Recently, I met Marilyn, who told me she is in her eighties and how she found some table cloths that she had no use for, but there were memories attached. She asked me over for coffee, then spread out her mother’s and grandmother’s linen table cloths on her dining room table. They’d been well-used. Here’s where the gravy spilled, still a large yellow stain. And there were holes, small ones from the wear of weekly washings, and a large plate-sized one. Perhaps a hot pan had burned through. Marilyn asked if there was enough “good” fabric to make a set of large table napkins, as a keepsake for her niece. To throw the linen out seemed wrong.
When I delivered the set of eight large linen napkins, Marilyn didn’t look at them right away. Instead, she talked about another kind of table she’d sat around. When she’d first come to London, she became friends with Mary Campbell, also from the west, but an activist who would start a co-op movement in this rather white-collar city.
Marilyn remembers the Campbells’ table, how she read there, reading things she didn’t always understand: Communist treatises, trade union booklets, socialist literature. She remembers falling in with a movement where working as equals was preferred, and then having the courage to leave a bad marriage and go to college to become a social worker.
Now it’s a choice for a woman to stay in a marriage, but 40 or 50 years ago, to leave brought on a lot of judgement and shame, like spilling gravy or red wine on the white table cloth. I thanked Marilyn for her courage, for making it easier for the women of my generation. It’s not that we don’t love the traditions, the white linen and beautiful place settings, but we know there are other tables, tables set with a different cloth.

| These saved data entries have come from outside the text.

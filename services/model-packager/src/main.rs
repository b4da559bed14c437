use anyhow::{Context, Result};
use mlops_core::{init_tracing, load_config, object_store, ArtifactPackager, PackageRequest};
use serde_json::Value;
use tracing::info;

#[tokio::main]
async fn main() -> Result<()> {
    init_tracing("model-packager")?;
    let cfg = load_config("model-packager")?;

    let metrics: Option<Value> = match &cfg.metrics_path {
        Some(path) => {
            let raw = tokio::fs::read(path).await.with_context(|| format!("reading metrics document {path}"))?;
            Some(serde_json::from_slice(&raw).with_context(|| format!("parsing metrics document {path}"))?)
        }
        None => None,
    };

    let store = object_store(&cfg).await?;
    let req = PackageRequest {
        model_path: cfg.model_path.clone().into(),
        model_name: cfg.model_name.clone(),
        archive_name: cfg.model_archive_name.clone(),
        metrics,
        version: None,
    };
    let artifact = ArtifactPackager::new(store, cfg.s3_bucket.clone())
        .package(&req)
        .await
        .with_context(|| format!("packaging {}", cfg.model_path))?;
    info!(bundle = %artifact.bundle, latest = %artifact.latest, version = %artifact.version, sha256 = %artifact.sha256, "model packaged");
    println!("{}", serde_json::to_string_pretty(&artifact)?);
    Ok(())
}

This brings back so many memories for me Laura. I like the way you tie the two pieces of this story together. If we are made of good strong fabric, even though it may be stained and frayed, we can still reinvent ourselves and be beautiful and useful in the world. Love your writing…Charlotte
Ah, Charlotte, so glad you related to this. The table/dinners were a pretty big ritual in our family, and by the time I got married, I questioned what they measured, and to whose standard. I guess we do still set a table of our own, by other standards, and maybe our daughters will have reflections to share in years to come.